Nick Pullar, National Secular Society (

Thank you for the invitation to come here today and talk to you about how secularists view faith schools.

First, I’d like to apologise for not being a teacher!  The National Secular Society is an organisation with a broad ranging focus: about how to bring fairness to a political system where there are many competing faith traditions, and a growing group of people with no faith – indeed, according to the Office of National Statistics Religious Trends survey, only 53% of people say they belong to a religion.  We are interested in every child having a good education, and the reason that I’m here is that we think that faith schools in particular are a barrier to this goal, so I really speak as a lay-person in terms of education although I am a parent so these matters concern me personally as well as theoretically, but as a member of the NSS my particular interest is in secularism.

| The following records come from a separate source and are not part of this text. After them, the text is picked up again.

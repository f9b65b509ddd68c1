#![allow(dead_code)]

use std::collections::{BTreeSet, HashMap};

use battle_core::{
    ActorOracle, AffixDefinition, AffixKind, ArmorDefinition, ArmorEffect, Attributes, BattleEnv,
    BuffLedger, ClassSkillDefinition, ClassTemplate, Inventory, ItemOracle, ItemState,
    MonsterTemplate, PassiveEffect, PlayerState, RngOracle, RuneDefinition, SkillOracle,
    StatusLedger, WeaponArtDefinition, WeaponCategory, WeaponDefinition, WeaponPassiveDefinition,
};

/// In-memory content for integration tests.
#[derive(Default)]
pub struct Catalog {
    pub weapons: HashMap<String, WeaponDefinition>,
    pub armors: HashMap<String, ArmorDefinition>,
    pub affixes: HashMap<String, AffixDefinition>,
    pub runes: HashMap<String, RuneDefinition>,
    pub passives: HashMap<String, WeaponPassiveDefinition>,
    pub arts: HashMap<WeaponCategory, WeaponArtDefinition>,
    pub skills: HashMap<String, ClassSkillDefinition>,
    pub classes: HashMap<String, ClassTemplate>,
    pub monsters: HashMap<String, MonsterTemplate>,
}

impl ItemOracle for Catalog {
    fn weapon(&self, id: &str) -> Option<&WeaponDefinition> {
        self.weapons.get(id)
    }
    fn armor(&self, id: &str) -> Option<&ArmorDefinition> {
        self.armors.get(id)
    }
    fn affix(&self, id: &str) -> Option<&AffixDefinition> {
        self.affixes.get(id)
    }
    fn rune(&self, id: &str) -> Option<&RuneDefinition> {
        self.runes.get(id)
    }
}

impl SkillOracle for Catalog {
    fn weapon_passive(&self, id: &str) -> Option<&WeaponPassiveDefinition> {
        self.passives.get(id)
    }
    fn weapon_art(&self, category: WeaponCategory) -> Option<&WeaponArtDefinition> {
        self.arts.get(&category)
    }
    fn class_skill(&self, id: &str) -> Option<&ClassSkillDefinition> {
        self.skills.get(id)
    }
}

impl ActorOracle for Catalog {
    fn class(&self, id: &str) -> Option<&ClassTemplate> {
        self.classes.get(id)
    }
    fn monster(&self, id: &str) -> Option<&MonsterTemplate> {
        self.monsters.get(id)
    }
}

impl Catalog {
    /// One class (`fighter`, skill `slam`) and nothing else.
    pub fn basic() -> Self {
        let mut catalog = Self::default();
        catalog.classes.insert(
            "fighter".into(),
            ClassTemplate {
                id: "fighter".into(),
                name: "Fighter".into(),
                base_hp: 100,
                attributes: Attributes::default(),
                skill: "slam".into(),
                crit_bonus: 0.0,
                starting_weapon: None,
                starting_armor: None,
                starting_potions: 2,
                starting_gold: 0,
            },
        );
        catalog.skills.insert(
            "slam".into(),
            ClassSkillDefinition {
                id: "slam".into(),
                name: "Slam".into(),
                atk_ratio: 1.5,
                ..ClassSkillDefinition::default()
            },
        );
        catalog
    }

    pub fn with_passive_affix(mut self, id: &str, effect: PassiveEffect, value: f64) -> Self {
        self.affixes.insert(
            id.into(),
            AffixDefinition {
                id: id.into(),
                name: id.into(),
                kind: AffixKind::Passive { effect, value },
            },
        );
        self
    }

    pub fn with_armor(mut self, id: &str, def: u32, effect: ArmorEffect) -> Self {
        self.armors.insert(
            id.into(),
            ArmorDefinition {
                id: id.into(),
                name: id.into(),
                def,
                max_sockets: 2,
                effect,
            },
        );
        self
    }

    pub fn env<'a>(&'a self, rng: &'a dyn RngOracle) -> BattleEnv<'a> {
        BattleEnv::new(self, self, self, rng)
    }
}

/// Unequipped fighter with zero attributes: atk 10, def 5, speed 20.
pub fn fighter(hp: u32) -> PlayerState {
    PlayerState {
        name: "Aria".into(),
        class_id: "fighter".into(),
        attributes: Attributes::default(),
        base_max_hp: hp,
        hp,
        shield: 0,
        weapon: None,
        armor: None,
        statuses: StatusLedger::empty(),
        buffs: BuffLedger::empty(),
        potions: 2,
        max_damage: 0,
        gold: 0,
        inventory: Inventory::default(),
        flags: BTreeSet::new(),
    }
}

pub fn wearing(mut player: PlayerState, armor: &str, affixes: &[&str]) -> PlayerState {
    let mut item = ItemState::new(armor, 0);
    for affix in affixes {
        item = item.with_affix(*affix);
    }
    player.armor = Some(item);
    player
}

Second, I’d like to define what we mean by secularism.  You may have got the idea from listening to Bishops or other religious figures that secularism is just a cover for atheism.  It is true that the National Secular Society is an organisation for non-religious people, but secularism is more than that.  Fundamentally, secularism is just the idea that the public square should be free from religious privilege.  As secularists, we believe firmly in the idea of freedom of religion – we think that it is a fundamental right of all people to be able to believe whatever they like, and to be able to freely practise that religion, so long as that practise does not impinge on the freedoms of others.  This includes the right to hold to an orthodox or even a so-called heretical religious view without interference from the state.  You don’t have to be an atheist to think that secularism is a good idea. There are many people who are secularists in this meaning of the term, but who are also Christians, Jews, Hindus, Muslims or Buddhists.  Now, I think it’s easy to see the attraction of secularism.  It means you are free with respect to your religious choices, and no-one from the government will tell you you have to stop, or worship in a way that’s different to how you want to worship.  But it also means that no one religion has a monopoly on faith or any sort of special privilege.  Every religious person believes their religion to be the one true way.  As an atheist, too, I think I’m right and they’re all wrong!  It is impossible to imagine that the members of these competing religions will all agree to allow a special privilege to just one of the other religions, so to stop religious conflict, or a constant racheting up of religious privileges, we think the best way is to treat all religions in just the same neutral way.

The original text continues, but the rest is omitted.